In August 2012 the first phase of the LAMP was completed to accommodate 30,000 tonnes of raw materials that are shipped from the Lynas Corporation Mount Weld mine site in Western Australia. It is envisaged that the processing of the raw materials will see Lynas produce rare earth oxides at 11,000 tonnes per annum. The second phase of the LAMP project is still being constructed and when finished, the production of Lynas rare earth oxides will be doubled. The company has commenced its first production following the November 2012 decision by the Kuantan High Court to allow processing to proceed (which continues to be under appeal but likely to move forward).
At present, there is a clear polarization of the debate surrounding the Lynas LAMP plant and its activities. For example, the Lynas proponents consistently point to the significant contribution the LAMP will provide to the Malaysian economy. Those against the LAMP argue there will be considerable negative implications to the environment and society in Pahang State arising from the operation of the LAMP and this will in turn have a negative effect on the Malaysian economy.
Most notably, The Academy of Sciences Malaysia and the National Professors’ Council recently produced the report ‘Rare Earth Industries: Moving Malaysia’s Green Economy Forward’ based on the inaugural rare earths symposium held in Kuala Lumpur, Malaysia in 2012.

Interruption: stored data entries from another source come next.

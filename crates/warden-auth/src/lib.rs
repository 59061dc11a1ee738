//! Warden Auth: staff authentication, bearer tokens, impersonation,
//! audit recording, origin blocking and security analytics.

pub mod aggregator;
pub mod config;
pub mod console;
pub mod context;
pub mod error;
pub mod impersonation;
pub mod origin;
pub mod password;
pub mod recorder;
pub mod service;
pub mod token;

pub use aggregator::{SecurityAggregator, SecurityReport, ViewDiagnostic};
pub use config::AuthConfig;
pub use console::{AdminConsole, Repositories};
pub use context::{AuthContext, StaffRef, Subject};
pub use error::AuthError;
pub use impersonation::{ImpersonationGrant, ImpersonationIssuer};
pub use origin::OriginGuard;
pub use password::{Argon2Verifier, SecretVerifier};
pub use recorder::{AuditEntry, EventRecorder, RecordError};
pub use service::{Authenticator, LoginOutcome, LoginRequest};
pub use token::{TokenClaims, TokenKind};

This report identified two important drivers for the rare earths industry in Malaysia:
1) The rare earths industry can contribute to, and support the development of, a green economy both domestically and globally.

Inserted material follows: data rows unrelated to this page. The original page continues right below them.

//! SurrealDB connection management.
//!
//! One [`DbManager`] is built at startup and handed to whatever needs a
//! database handle. The connection itself is opened on first use; every
//! clone of the manager shares the same initialisation barrier, so
//! concurrent first callers wait on a single connect and then reuse its
//! handle.

use std::sync::Arc;
use std::time::Duration;

use surrealdb::Surreal;
use surrealdb::engine::any::{self, Any};
use surrealdb::opt::auth::Root;
use tokio::sync::OnceCell;
use tracing::info;

use crate::deadline::{DEFAULT_QUERY_TIMEOUT, bounded};
use crate::error::DbError;
use crate::schema::run_migrations;

/// Root credentials for a remote SurrealDB instance.
#[derive(Debug, Clone)]
pub struct DbCredentials {
    pub username: String,
    pub password: String,
}

/// Configuration for connecting to SurrealDB.
#[derive(Debug, Clone)]
pub struct DbConfig {
    /// Endpoint URL (`ws://127.0.0.1:8000`, or `mem://` for an embedded
    /// in-memory store).
    pub url: String,
    /// SurrealDB namespace.
    pub namespace: String,
    /// SurrealDB database name.
    pub database: String,
    /// `None` skips sign-in (embedded engines).
    pub credentials: Option<DbCredentials>,
    /// Upper bound for connecting and for each repository call.
    pub query_timeout: Duration,
    /// Apply pending migrations right after connecting.
    pub migrate_on_connect: bool,
}

impl Default for DbConfig {
    fn default() -> Self {
        Self {
            url: "ws://127.0.0.1:8000".into(),
            namespace: "warden".into(),
            database: "main".into(),
            credentials: Some(DbCredentials {
                username: "root".into(),
                password: "root".into(),
            }),
            query_timeout: DEFAULT_QUERY_TIMEOUT,
            migrate_on_connect: true,
        }
    }
}

/// Lazily-connected, shareable SurrealDB handle.
#[derive(Clone)]
pub struct DbManager {
    config: Arc<DbConfig>,
    db: Arc<OnceCell<Surreal<Any>>>,
}

impl DbManager {
    /// Build a manager without touching the network.
    pub fn new(config: DbConfig) -> Self {
        Self {
            config: Arc::new(config),
            db: Arc::new(OnceCell::new()),
        }
    }

    pub fn config(&self) -> &DbConfig {
        &self.config
    }

    pub fn is_connected(&self) -> bool {
        self.db.initialized()
    }

    /// Return the shared client, connecting on first use.
    ///
    /// A failed connect leaves the cell empty; the next caller retries.
    pub async fn client(&self) -> Result<Surreal<Any>, DbError> {
        let db = self
            .db
            .get_or_try_init(|| connect(&self.config))
            .await?;
        Ok(db.clone())
    }
}

async fn connect(config: &DbConfig) -> Result<Surreal<Any>, DbError> {
    info!(
        url = %config.url,
        namespace = %config.namespace,
        database = %config.database,
        "Connecting to SurrealDB"
    );

    let db = bounded(config.query_timeout, async {
        let db = any::connect(config.url.as_str()).await?;

        if let Some(creds) = &config.credentials {
            db.signin(Root {
                username: creds.username.clone(),
                password: creds.password.clone(),
            })
            .await?;
        }

        db.use_ns(&config.namespace)
            .use_db(&config.database)
            .await?;
        Ok(db)
    })
    .await?;

    if config.migrate_on_connect {
        run_migrations(&db).await?;
    }

    info!("Successfully connected to SurrealDB");
    Ok(db)
}

#[cfg(test)]
mod tests {
    use super::*;
    use surrealdb_types::SurrealValue;

    fn mem_config() -> DbConfig {
        DbConfig {
            url: "mem://".into(),
            namespace: "test".into(),
            database: "test".into(),
            credentials: None,
            ..Default::default()
        }
    }

    #[tokio::test]
    async fn connects_lazily() {
        let manager = DbManager::new(mem_config());
        assert!(!manager.is_connected());
        manager.client().await.unwrap();
        assert!(manager.is_connected());
    }

    #[tokio::test]
    async fn concurrent_first_use_shares_one_handle() {
        let manager = DbManager::new(mem_config());

        let handles: Vec<_> = (0..8)
            .map(|_| {
                let m = manager.clone();
                tokio::spawn(async move { m.client().await })
            })
            .collect();
        let mut clients = Vec::new();
        for h in handles {
            clients.push(h.await.unwrap().unwrap());
        }

        // All clients see the same embedded store.
        clients[0]
            .query("CREATE tenant:shared SET name = 'p', email = 'p@example.com', role = 'owner'")
            .await
            .unwrap()
            .check()
            .unwrap();
        let mut result = clients[7]
            .query("SELECT count() AS total FROM tenant GROUP ALL")
            .await
            .unwrap();
        let rows: Vec<CountRow> = result.take(0).unwrap();
        assert_eq!(rows.first().map(|r| r.total), Some(1));
    }

    #[derive(Debug, surrealdb_types::SurrealValue)]
    struct CountRow {
        total: u64,
    }
}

2) As a nation, Malaysia will significantly benefit from the contribution of rare earths to the global market. This is an important point to consider as the global supply of Rare Earth Elements (REEs) is dominated by China (approximately 97 per cent of global production).
With the advanced technologies and perceived benefits, the rare earth industry is seen as a promising new growth area under Malaysia’s New Economic Model of the 10th Malaysia Plan aiming to transform the country to a developed nation by 2020. Lynas, (a company that is listed on the Australian Stock Exchange) is a key contributor to the undertaking of the 10th Malaysia Plan as the Plan seeks to derive its objectives from predominantly private sector investment.

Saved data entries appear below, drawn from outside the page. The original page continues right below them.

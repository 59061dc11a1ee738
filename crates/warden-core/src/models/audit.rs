//! Audit event domain model.

use std::fmt;
use std::str::FromStr;

use chrono::{DateTime, Utc};
use serde::{Deserialize, Serialize};
use uuid::Uuid;

/// Security-relevant action tags.
///
/// The wire and storage form is the snake_case string returned by
/// [`AuditAction::as_str`], matching records written before the enum
/// existed.
#[derive(Debug, Clone, Copy, PartialEq, Eq, Hash, Serialize, Deserialize)]
#[serde(rename_all = "snake_case")]
pub enum AuditAction {
    AdminLoginSuccess,
    AdminLoginFailed,
    AdminLogout,
    SessionRevoked,
    TokensRevoked,
    ImpersonationStarted,
    PinSent,
    PinVerified,
    RoleGranted,
    RoleRevoked,
    OriginBlocked,
    OriginUnblocked,
    BusinessCreated,
    PaymentSuccess,
}

impl AuditAction {
    pub const ALL: [AuditAction; 14] = [
        AuditAction::AdminLoginSuccess,
        AuditAction::AdminLoginFailed,
        AuditAction::AdminLogout,
        AuditAction::SessionRevoked,
        AuditAction::TokensRevoked,
        AuditAction::ImpersonationStarted,
        AuditAction::PinSent,
        AuditAction::PinVerified,
        AuditAction::RoleGranted,
        AuditAction::RoleRevoked,
        AuditAction::OriginBlocked,
        AuditAction::OriginUnblocked,
        AuditAction::BusinessCreated,
        AuditAction::PaymentSuccess,
    ];

    pub fn as_str(self) -> &'static str {
        match self {
            Self::AdminLoginSuccess => "admin_login_success",
            Self::AdminLoginFailed => "admin_login_failed",
            Self::AdminLogout => "admin_logout",
            Self::SessionRevoked => "session_revoked",
            Self::TokensRevoked => "tokens_revoked",
            Self::ImpersonationStarted => "impersonation_started",
            Self::PinSent => "pin_sent",
            Self::PinVerified => "pin_verified",
            Self::RoleGranted => "role_granted",
            Self::RoleRevoked => "role_revoked",
            Self::OriginBlocked => "origin_blocked",
            Self::OriginUnblocked => "origin_unblocked",
            Self::BusinessCreated => "business_created",
            Self::PaymentSuccess => "payment_success",
        }
    }

    /// Role grants and revocations, the permission-change feed.
    pub fn is_permission_change(self) -> bool {
        matches!(self, Self::RoleGranted | Self::RoleRevoked)
    }
}

impl fmt::Display for AuditAction {
    fn fmt(&self, f: &mut fmt::Formatter<'_>) -> fmt::Result {
        f.write_str(self.as_str())
    }
}

#[derive(Debug, Clone, PartialEq, Eq, thiserror::Error)]
#[error("unknown audit action: {0}")]
pub struct UnknownAuditAction(pub String);

impl FromStr for AuditAction {
    type Err = UnknownAuditAction;

    fn from_str(s: &str) -> Result<Self, Self::Err> {
        Self::ALL
            .into_iter()
            .find(|a| a.as_str() == s)
            .ok_or_else(|| UnknownAuditAction(s.to_string()))
    }
}

/// An immutable record of a security-relevant action.
#[derive(Debug, Clone, Serialize, Deserialize)]
pub struct AuditEvent {
    pub id: Uuid,
    pub action: AuditAction,
    pub actor_email: Option<String>,
    pub origin_ip: String,
    pub metadata: serde_json::Value,
    pub timestamp: DateTime<Utc>,
}

#[derive(Debug, Clone, Serialize, Deserialize)]
pub struct CreateAuditEvent {
    pub action: AuditAction,
    pub actor_email: Option<String>,
    pub origin_ip: String,
    pub metadata: serde_json::Value,
}

/// One origin's failed-login aggregate.
#[derive(Debug, Clone, PartialEq, Eq, Serialize, Deserialize)]
pub struct FailedLoginCluster {
    pub origin_ip: String,
    pub count: u64,
    pub last_attempt: DateTime<Utc>,
    /// Distinct attempted emails, sorted.
    pub emails: Vec<String>,
}

#[cfg(test)]
mod tests {
    use super::*;

    #[test]
    fn permission_changes_are_grants_and_revocations() {
        let feed: Vec<_> = AuditAction::ALL
            .into_iter()
            .filter(|a| a.is_permission_change())
            .collect();
        assert_eq!(feed, vec![AuditAction::RoleGranted, AuditAction::RoleRevoked]);
    }

    #[test]
    fn serde_uses_wire_strings() {
        let json = serde_json::to_string(&AuditAction::AdminLoginFailed).unwrap();
        assert_eq!(json, "\"admin_login_failed\"");
    }

    #[test]
    fn unknown_action_is_rejected() {
        let err = "admin_login_maybe".parse::<AuditAction>().unwrap_err();
        assert_eq!(err.to_string(), "unknown audit action: admin_login_maybe");
    }
}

The government policy on Lynas however has received strong criticism from a number of stakeholders including opposing political parties. The most identifiable movement against the LAMP is that of the Stop Lynas Save Malaysia (SLSM).
This NGO has received widespread media attention and political coverage in their rejection of the LAMP which they state is essentially flawed and dangerous due to:
– A poor project approval process that did not adequately engage with Malaysian civil society and the communities in the vicinity of the LAMP.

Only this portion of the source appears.